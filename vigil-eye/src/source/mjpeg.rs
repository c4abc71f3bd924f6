//! MJPEG framing over a raw HTTP body
//!
//! Multipart headers and boundaries are never parsed: every image is
//! located by its JPEG start-of-image and end-of-image markers.

const SOI: [u8; 2] = [0xFF, 0xD8];
const EOI: [u8; 2] = [0xFF, 0xD9];

/// Upper bound on bytes buffered while looking for a complete image
const MAX_BUFFERED: usize = 8 * 1024 * 1024;

fn find_marker(haystack: &[u8], marker: [u8; 2]) -> Option<usize> {
    haystack.windows(2).position(|w| w == marker)
}

/// Incremental splitter turning body chunks into JPEG payloads
#[derive(Debug, Default)]
pub struct MjpegSplitter {
    buffer: Vec<u8>,
    overflows: u32,
}

impl MjpegSplitter {
    pub fn new() -> Self {
        Self::default()
    }

    pub fn push(&mut self, chunk: &[u8]) {
        self.buffer.extend_from_slice(chunk);
        if self.buffer.len() > MAX_BUFFERED {
            // No complete image in 8 MiB: drop everything but a possible
            // half marker at the tail.
            let keep = self.buffer.split_off(self.buffer.len() - 1);
            self.buffer = keep;
            self.overflows += 1;
        }
    }

    /// Overflow events since the last call
    pub fn take_overflows(&mut self) -> u32 {
        std::mem::take(&mut self.overflows)
    }

    /// Next complete JPEG, if one is buffered
    pub fn next_image(&mut self) -> Option<Vec<u8>> {
        let start = match find_marker(&self.buffer, SOI) {
            Some(start) => start,
            None => {
                // Keep a trailing 0xFF in case the marker straddles chunks
                let tail = if self.buffer.last() == Some(&0xFF) { 1 } else { 0 };
                let drop = self.buffer.len() - tail;
                self.buffer.drain(..drop);
                return None;
            }
        };

        let end = find_marker(&self.buffer[start + 2..], EOI)? + start + 2;
        let image = self.buffer[start..end + 2].to_vec();
        self.buffer.drain(..end + 2);
        Some(image)
    }

    pub fn buffered(&self) -> usize {
        self.buffer.len()
    }
}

+ + + + + + +

■ Your instructions ■
For each line in the data that contains the string "Option", give a copy of that line.

■ Task output ■
fn find_marker(haystack: &[u8], marker: [u8; 2]) -> Option<usize> {
    pub fn next_image(&mut self) -> Option<Vec<u8>> {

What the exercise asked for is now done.